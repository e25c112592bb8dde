//! Input transports: terminal keys and the remote-control socket.
//!
//! Both produce events on the shared bounded channel; neither owns any
//! playback semantics. Key translation and the remote line protocol are
//! pure functions over the grammar defined in `core-events`, so the
//! three control paths (keys, CLI, network) cannot diverge.

pub mod keys;
pub mod remote;

pub use keys::{ARROW_STEP_FRAMES, KeyInputHandle, spawn_key_thread, translate_key};
pub use remote::RemoteServer;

*****

**WHAT YOU SHOULD DO**. Copy out every line of the data that includes the word "control".

**SOLUTION**.
//! Input transports: terminal keys and the remote-control socket.
//! three control paths (keys, CLI, network) cannot diverge.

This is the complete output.